Tramadol like another opiate stimulates brain opioid receptors, but it also increases brain serotonin levels. It is a medicine used to treat moderate to severe pain. It is only available with a prescription from your doctor.
Although is strong as other pain relieving medications still it can be additive for the consumer, therefore, do not take this medication for a longer period than prescribed by the doctor.
- Cause fatigue
- Loss of appetite
- Raised blood pressure
- Muscle weakness
- Sensory disturbances
What are the risks?
Although Tramadol is not as potent as other pain reliever drug like heroin, it still acts as an opiate and also has additional risks if the consumer has a history of epilepsy or taking certain antidepressants you should only take Tramadol with medical advice. Tramadol can depress breathing and may be risky for patients who have asthma and chronic diseases.
Pregnant women should not use Tramadol as it can be toxic to the developing foetus.
Tramadol and Alcohol.
Mixing Tramadol with alcohol can have serious consequences an overdose is more likely and this can lead to coma and respiratory failure leading to death.
Can you get addicted to Tramadol?
Tramadol is a habit- forming, this means over time Tramadol produces carvings and a psychological desire to keep using it. Tolerance can also build so that the users have to take more just to get the same effects or to avoid unpleasant withdrawal. Withdrawal signs are:
- Nervous tremors
- Runny nose
- Sleep disturbance
- Muscle pull
Your dose of Tramadol will depend on your level of pain and how you react to the medication.
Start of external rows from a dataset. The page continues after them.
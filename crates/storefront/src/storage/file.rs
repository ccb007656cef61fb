//! File-backed persistence backend.
//!
//! One file per key inside a state directory. Writes go through a sibling
//! temp file and a rename, so a crash mid-write leaves the previous blob
//! intact rather than a truncated one.

use std::fs;
use std::io::ErrorKind;
use std::path::{Path, PathBuf};

use super::{KeyValueStore, StorageError};

/// Durable [`KeyValueStore`] rooted at a directory.
#[derive(Debug, Clone)]
pub struct FileStore {
    dir: PathBuf,
}

impl FileStore {
    /// Open a store rooted at `dir`, creating the directory if missing.
    ///
    /// # Errors
    ///
    /// Returns [`StorageError`] if the directory cannot be created.
    pub fn open(dir: impl Into<PathBuf>) -> Result<Self, StorageError> {
        let dir = dir.into();
        fs::create_dir_all(&dir).map_err(|source| StorageError::Io {
            key: dir.display().to_string(),
            source,
        })?;
        Ok(Self { dir })
    }

    /// Directory holding the persisted blobs.
    #[must_use]
    pub fn dir(&self) -> &Path {
        &self.dir
    }

    fn path_for(&self, key: &str) -> PathBuf {
        self.dir.join(key)
    }

    fn io_err(key: &str, source: std::io::Error) -> StorageError {
        StorageError::Io {
            key: key.to_owned(),
            source,
        }
    }
}

impl KeyValueStore for FileStore {
    fn get(&self, key: &str) -> Result<Option<String>, StorageError> {
        match fs::read_to_string(self.path_for(key)) {
            Ok(value) => Ok(Some(value)),
            Err(err) if err.kind() == ErrorKind::NotFound => Ok(None),
            Err(err) => Err(Self::io_err(key, err)),
        }
    }

    fn set(&self, key: &str, value: &str) -> Result<(), StorageError> {
        let path = self.path_for(key);
        let tmp = self.dir.join(format!(".{key}.tmp"));
        fs::write(&tmp, value).map_err(|err| Self::io_err(key, err))?;
        fs::rename(&tmp, &path).map_err(|err| Self::io_err(key, err))?;
        Ok(())
    }

    fn remove(&self, key: &str) -> Result<(), StorageError> {
        match fs::remove_file(self.path_for(key)) {
            Ok(()) => Ok(()),
            Err(err) if err.kind() == ErrorKind::NotFound => Ok(()),
            Err(err) => Err(Self::io_err(key, err)),
        }
    }
}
Your doctor may start at a low dose and gradually increase it to find the dose that works for you. This is a typical dosing schedule for someone just starting to take Tramadol regular-release tablets:
Your doctor will most likely start with 25 milligrams (mg) each morning.
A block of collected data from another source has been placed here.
//! Catalog product and cart line types.

use rust_decimal::Decimal;
use serde::{Deserialize, Serialize};

use tuhogar_core::{Price, ProductId};

/// A catalog product as the storefront sees it.
///
/// Owned by the remote catalog service; read-only to the engine except for
/// the stock write-back issued by checkout.
#[derive(Debug, Clone, PartialEq, Eq, Serialize, Deserialize)]
pub struct Product {
    /// Stable identifier assigned by the catalog service.
    pub id: ProductId,
    /// Display name.
    pub title: String,
    /// Unit price.
    pub price: Price,
    /// Long-form description.
    pub description: String,
    /// Free-form category label.
    pub category: String,
    /// Units available at the time this value was read.
    pub stock: u32,
    /// Image reference.
    pub image: String,
}

/// One cart entry: a product snapshot plus the chosen quantity.
///
/// The snapshot is taken when the product is added (and refreshed by
/// repeated adds of the same id). Its `stock` value is the quantity ceiling
/// for this line; the live remote stock is only consulted at checkout.
#[derive(Debug, Clone, PartialEq, Eq, Serialize, Deserialize)]
pub struct CartLine {
    /// Product snapshot at time of add.
    pub product: Product,
    /// Units of this product in the cart. Always at least 1.
    pub quantity: u32,
}

impl CartLine {
    /// Exact subtotal for this line.
    #[must_use]
    pub fn line_total(&self) -> Decimal {
        self.product.price.times(self.quantity)
    }
}

#[cfg(test)]
#[allow(clippy::unwrap_used)]
mod tests {
    use rust_decimal::dec;

    use super::*;

    fn product(id: &str, price: Decimal, stock: u32) -> Product {
        Product {
            id: ProductId::new(id),
            title: format!("Product {id}"),
            price: Price::new(price).unwrap(),
            description: String::new(),
            category: "general".to_string(),
            stock,
            image: String::new(),
        }
    }

    #[test]
    fn test_line_total() {
        let line = CartLine {
            product: product("a", dec!(3.50), 5),
            quantity: 3,
        };
        assert_eq!(line.line_total(), dec!(10.50));
    }

    #[test]
    fn test_cart_line_round_trip() {
        let line = CartLine {
            product: product("a", dec!(12.99), 4),
            quantity: 2,
        };
        let json = serde_json::to_string(&line).unwrap();
        let back: CartLine = serde_json::from_str(&json).unwrap();
        assert_eq!(back, line);
    }
}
That may increase by separate doses of 25 mg every three days to reach a maximum dose of 100 mg a day (25 mg, four times a day), depending on how much the medication is relieving your pain.
If necessary, your doctor may increase by separate doses of 50 mg every three days to reach a maximum of 200 mg a day (50 mg, four times a day).
A normal adult dose should not go above 400 mg a day.
For someone with cirrhosis (liver damage), the daily dose should not be above 100 mg in a 24-hour period.
For someone with kidney disease, the daily dose should not be above 200 mg.
For someone older than 75, the daily dose should not be above 200 mg.